__Work task__. Records follow. Copy every line with "ExpenseForm".

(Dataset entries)
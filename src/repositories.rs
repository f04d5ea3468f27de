pub mod expenses;
pub mod files;
pub mod users;
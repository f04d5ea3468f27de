use std::path::PathBuf;
use std::sync::Arc;

use async_trait::async_trait;
use chrono::NaiveDate;
use dashmap::DashMap;
use tokio::sync::{mpsc, oneshot};

use super::{dispatch, users::UserRequest, RequestHandler, Service, ServiceError};
use crate::{
    models::{
        budget::BudgetStatus,
        expenses::{Expense, ExpenseDraft, ListedExpense},
    },
    repositories::expenses::ExpenseRepository,
};

pub enum ExpenseRequest {
    Add {
        username: String,
        draft: ExpenseDraft,
        response: oneshot::Sender<Result<Expense, ServiceError>>,
    },
    List {
        username: String,
        response: oneshot::Sender<Result<Vec<ListedExpense>, ServiceError>>,
    },
    Get {
        username: String,
        id: String,
        response: oneshot::Sender<Result<ListedExpense, ServiceError>>,
    },
    Edit {
        username: String,
        id: String,
        draft: ExpenseDraft,
        response: oneshot::Sender<Result<Expense, ServiceError>>,
    },
    Delete {
        username: String,
        id: String,
        response: oneshot::Sender<Result<(), ServiceError>>,
    },
    Save {
        username: String,
        response: oneshot::Sender<Result<usize, ServiceError>>,
    },
    TrackBudget {
        username: String,
        today: NaiveDate,
        response: oneshot::Sender<Result<BudgetStatus, ServiceError>>,
    },
}

#[derive(Clone)]
pub struct ExpenseRequestHandler {
    repository: ExpenseRepository,
    cache: Arc<DashMap<String, Vec<Expense>>>,
    user_channel: mpsc::Sender<UserRequest>,
}

impl ExpenseRequestHandler {
    pub fn new(path: impl Into<PathBuf>, user_channel: mpsc::Sender<UserRequest>) -> Self {
        Self {
            repository: ExpenseRepository::new(path),
            cache: Arc::new(DashMap::new()),
            user_channel,
        }
    }

    fn repository_error(e: anyhow::Error) -> ServiceError {
        log::error!("Expense storage failure: {:#}", e);
        ServiceError::Repository("Expenses".to_string(), e.to_string())
    }

    fn cached(&self, username: &str) -> Vec<Expense> {
        self.cache
            .get(username)
            .map(|entries| entries.value().clone())
            .unwrap_or_default()
    }

    fn add(&self, username: &str, draft: ExpenseDraft) -> Expense {
        let expense = Expense::new(username, draft);
        self.cache
            .entry(username.to_string())
            .or_default()
            .push(expense.clone());

        log::debug!("Cached expense {:?} for {}", expense.id, username);
        expense
    }

    fn list(&self, username: &str) -> Result<Vec<ListedExpense>, ServiceError> {
        let persisted = self
            .repository
            .list_for(username)
            .map_err(Self::repository_error)?;

        let mut listed: Vec<ListedExpense> = persisted
            .into_iter()
            .map(|expense| ListedExpense {
                expense,
                pending: false,
            })
            .chain(self.cached(username).into_iter().map(|expense| ListedExpense {
                expense,
                pending: true,
            }))
            .collect();
        listed.sort_by_key(|entry| entry.expense.date);

        Ok(listed)
    }

    fn get(&self, username: &str, id: &str) -> Result<ListedExpense, ServiceError> {
        if let Some(expense) = self.cached(username).into_iter().find(|e| e.has_id(id)) {
            return Ok(ListedExpense {
                expense,
                pending: true,
            });
        }

        self.repository
            .list_for(username)
            .map_err(Self::repository_error)?
            .into_iter()
            .find(|e| e.has_id(id))
            .map(|expense| ListedExpense {
                expense,
                pending: false,
            })
            .ok_or(ServiceError::NotFound("Expense"))
    }

    fn edit(&self, username: &str, id: &str, draft: ExpenseDraft) -> Result<Expense, ServiceError> {
        if let Some(mut entries) = self.cache.get_mut(username) {
            if let Some(expense) = entries.iter_mut().find(|e| e.has_id(id)) {
                expense.apply(draft);
                log::debug!("Edited cached expense {} for {}", id, username);
                return Ok(expense.clone());
            }
        }

        let updated = self
            .repository
            .update(username, id, draft)
            .map_err(Self::repository_error)?
            .ok_or(ServiceError::NotFound("Expense"))?;

        log::info!("Edited saved expense {} for {}", id, username);
        Ok(updated)
    }

    fn delete(&self, username: &str, id: &str) -> Result<(), ServiceError> {
        if let Some(mut entries) = self.cache.get_mut(username) {
            let before = entries.len();
            entries.retain(|e| !e.has_id(id));
            if entries.len() != before {
                log::debug!("Dropped cached expense {} for {}", id, username);
                return Ok(());
            }
        }

        if self
            .repository
            .remove(username, id)
            .map_err(Self::repository_error)?
        {
            log::info!("Deleted saved expense {} for {}", id, username);
            Ok(())
        } else {
            Err(ServiceError::NotFound("Expense"))
        }
    }

    fn save(&self, username: &str) -> Result<usize, ServiceError> {
        let Some((_, pending)) = self.cache.remove(username) else {
            return Ok(0);
        };

        if let Err(e) = self.repository.append(&pending) {
            self.cache.insert(username.to_string(), pending);
            return Err(Self::repository_error(e));
        }

        log::info!("Saved {} expense(s) for {}", pending.len(), username);
        Ok(pending.len())
    }

    async fn track_budget(
        &self,
        username: &str,
        today: NaiveDate,
    ) -> Result<BudgetStatus, ServiceError> {
        let user = dispatch(&self.user_channel, |response| UserRequest::GetUser {
            username: username.to_string(),
            response,
        })
        .await?
        .ok_or(ServiceError::NotFound("User"))?;

        let mut expenses = self
            .repository
            .list_for(username)
            .map_err(Self::repository_error)?;
        expenses.extend(self.cached(username));

        Ok(BudgetStatus::compute(user.monthly_budget, &expenses, today))
    }
}

#[async_trait]
impl RequestHandler<ExpenseRequest> for ExpenseRequestHandler {
    async fn handle_request(&self, request: ExpenseRequest) {
        match request {
            ExpenseRequest::Add {
                username,
                draft,
                response,
            } => {
                let expense = self.add(&username, draft);
                let _ = response.send(Ok(expense));
            }
            ExpenseRequest::List { username, response } => {
                let _ = response.send(self.list(&username));
            }
            ExpenseRequest::Get {
                username,
                id,
                response,
            } => {
                let _ = response.send(self.get(&username, &id));
            }
            ExpenseRequest::Edit {
                username,
                id,
                draft,
                response,
            } => {
                let _ = response.send(self.edit(&username, &id, draft));
            }
            ExpenseRequest::Delete {
                username,
                id,
                response,
            } => {
                let _ = response.send(self.delete(&username, &id));
            }
            ExpenseRequest::Save { username, response } => {
                let _ = response.send(self.save(&username));
            }
            ExpenseRequest::TrackBudget {
                username,
                today,
                response,
            } => {
                let status = self.track_budget(&username, today).await;
                let _ = response.send(status);
            }
        }
    }
}

pub struct ExpenseService;

impl ExpenseService {
    pub fn new() -> Self {
        ExpenseService {}
    }
}

#[async_trait]
impl Service<ExpenseRequest, ExpenseRequestHandler> for ExpenseService {}
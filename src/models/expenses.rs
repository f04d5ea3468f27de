use std::sync::LazyLock;

use chrono::NaiveDate;
use regex::Regex;
use serde::{Deserialize, Serialize};

static DATE_PATTERN: LazyLock<Regex> =
    LazyLock::new(|| Regex::new(r"^\d{4}-\d{2}-\d{2}$").expect("valid date pattern"));

static CATEGORY_PATTERN: LazyLock<Regex> = LazyLock::new(|| {
    Regex::new(r"^[\p{L}\p{N}][\p{L}\p{N} &'_-]{0,49}$").expect("valid category pattern")
});

pub const MISSING_FIELDS: &str =
    "Please fill in all required fields and enter a valid positive amount.";
pub const INVALID_DATE: &str = "Invalid date format. Please use YYYY-MM-DD.";
pub const INVALID_CATEGORY: &str =
    "Invalid category. Use letters, numbers, spaces and & ' _ - (up to 50 characters).";

/// One row of the expense table. Field order is the CSV column order.
#[derive(Clone, Debug, Deserialize, Serialize, PartialEq)]
pub struct Expense {
    #[serde(default)]
    pub id: Option<String>,
    #[serde(default)]
    pub username: String,
    pub date: NaiveDate,
    pub category: String,
    pub amount: f64,
    #[serde(default)]
    pub description: String,
}

impl Expense {
    pub fn new(username: &str, draft: ExpenseDraft) -> Self {
        Self {
            id: Some(uuid::Uuid::new_v4().hyphenated().to_string()),
            username: username.to_string(),
            date: draft.date,
            category: draft.category,
            amount: draft.amount,
            description: draft.description,
        }
    }

    pub fn apply(&mut self, draft: ExpenseDraft) {
        self.date = draft.date;
        self.category = draft.category;
        self.amount = draft.amount;
        self.description = draft.description;
    }

    pub fn has_id(&self, id: &str) -> bool {
        self.id.as_deref() == Some(id)
    }
}

/// Validated expense fields, ready to be stored.
#[derive(Clone, Debug, PartialEq)]
pub struct ExpenseDraft {
    pub date: NaiveDate,
    pub category: String,
    pub amount: f64,
    pub description: String,
}

/// Raw add/edit form body. Everything arrives as text so bad input can be
/// reported back instead of rejected by the extractor.
#[derive(Clone, Debug, Default, Deserialize)]
pub struct ExpenseForm {
    #[serde(default)]
    pub date: String,
    #[serde(default)]
    pub category: String,
    #[serde(default)]
    pub amount: String,
    #[serde(default)]
    pub description: String,
}

impl ExpenseForm {
    pub fn validate(&self) -> Result<ExpenseDraft, String> {
        let date = self.date.trim();
        let category = self.category.trim();
        let amount = self.amount.trim().parse::<f64>().ok();

        let amount = match amount {
            Some(amount) if amount.is_finite() && amount > 0.0 => amount,
            _ => return Err(MISSING_FIELDS.to_string()),
        };
        if date.is_empty() || category.is_empty() {
            return Err(MISSING_FIELDS.to_string());
        }

        if !DATE_PATTERN.is_match(date) {
            return Err(INVALID_DATE.to_string());
        }
        let date =
            NaiveDate::parse_from_str(date, "%Y-%m-%d").map_err(|_| INVALID_DATE.to_string())?;

        if !CATEGORY_PATTERN.is_match(category) {
            return Err(INVALID_CATEGORY.to_string());
        }

        Ok(ExpenseDraft {
            date,
            category: category.to_string(),
            amount,
            description: self.description.trim().to_string(),
        })
    }
}

impl From<&Expense> for ExpenseForm {
    fn from(expense: &Expense) -> Self {
        Self {
            date: expense.date.format("%Y-%m-%d").to_string(),
            category: expense.category.clone(),
            amount: expense.amount.to_string(),
            description: expense.description.clone(),
        }
    }
}

/// An expense as shown to its owner. `pending` entries live only in the
/// cache until the next save.
#[derive(Clone, Debug, PartialEq)]
pub struct ListedExpense {
    pub expense: Expense,
    pub pending: bool,
}

#[cfg(test)]
mod tests {
    use super::*;

    fn form(date: &str, category: &str, amount: &str) -> ExpenseForm {
        ExpenseForm {
            date: date.to_string(),
            category: category.to_string(),
            amount: amount.to_string(),
            description: "  lunch with team ".to_string(),
        }
    }

    #[test]
    fn valid_form_produces_trimmed_draft() {
        let draft = form("2024-03-15", " Food ", "12.50").validate().unwrap();

        assert_eq!(draft.date, NaiveDate::from_ymd_opt(2024, 3, 15).unwrap());
        assert_eq!(draft.category, "Food");
        assert_eq!(draft.amount, 12.5);
        assert_eq!(draft.description, "lunch with team");
    }

    #[test]
    fn amount_must_be_positive() {
        assert_eq!(form("2024-03-15", "Food", "0").validate(), Err(MISSING_FIELDS.to_string()));
        assert_eq!(form("2024-03-15", "Food", "-3").validate(), Err(MISSING_FIELDS.to_string()));
        assert_eq!(form("2024-03-15", "Food", "ten").validate(), Err(MISSING_FIELDS.to_string()));
        assert_eq!(form("2024-03-15", "Food", "inf").validate(), Err(MISSING_FIELDS.to_string()));
        assert!(form("2024-03-15", "Food", "0.01").validate().is_ok());
    }

    #[test]
    fn required_fields_are_checked_before_date_format() {
        assert_eq!(form("", "Food", "5").validate(), Err(MISSING_FIELDS.to_string()));
        assert_eq!(form("2024-03-15", "  ", "5").validate(), Err(MISSING_FIELDS.to_string()));
        assert_eq!(form("garbage", "", "5").validate(), Err(MISSING_FIELDS.to_string()));
    }

    #[test]
    fn date_must_be_a_real_iso_day() {
        assert_eq!(form("15/03/2024", "Food", "5").validate(), Err(INVALID_DATE.to_string()));
        assert_eq!(form("2024-3-15", "Food", "5").validate(), Err(INVALID_DATE.to_string()));
        assert_eq!(form("2023-02-29", "Food", "5").validate(), Err(INVALID_DATE.to_string()));
        assert_eq!(form("2024-13-01", "Food", "5").validate(), Err(INVALID_DATE.to_string()));
        assert!(form("2024-02-29", "Food", "5").validate().is_ok());
    }

    #[test]
    fn category_pattern() {
        assert!(form("2024-03-15", "Rent & Utilities", "5").validate().is_ok());
        assert!(form("2024-03-15", "Café", "5").validate().is_ok());
        assert!(form("2024-03-15", "kid's-stuff_2", "5").validate().is_ok());
        assert_eq!(form("2024-03-15", "-Food", "5").validate(), Err(INVALID_CATEGORY.to_string()));
        assert_eq!(
            form("2024-03-15", "Food<script>", "5").validate(),
            Err(INVALID_CATEGORY.to_string())
        );
        assert_eq!(
            form("2024-03-15", &"a".repeat(51), "5").validate(),
            Err(INVALID_CATEGORY.to_string())
        );
    }

    #[test]
    fn new_expense_gets_an_id_and_owner() {
        let draft = form("2024-03-15", "Food", "5").validate().unwrap();
        let expense = Expense::new("alice", draft);

        assert_eq!(expense.username, "alice");
        assert!(expense.id.is_some());
        assert!(expense.has_id(expense.id.as_deref().unwrap()));
        assert!(!expense.has_id("other"));
    }

    #[test]
    fn form_round_trips_from_expense() {
        let draft = form("2024-03-15", "Food", "7.25").validate().unwrap();
        let expense = Expense::new("alice", draft.clone());

        assert_eq!(ExpenseForm::from(&expense).validate(), Ok(draft));
    }
}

__Answer section__.
pub struct ExpenseForm {
impl ExpenseForm {
impl From<&Expense> for ExpenseForm {
    fn form(date: &str, category: &str, amount: &str) -> ExpenseForm {
        ExpenseForm {
        assert_eq!(ExpenseForm::from(&expense).validate(), Ok(draft));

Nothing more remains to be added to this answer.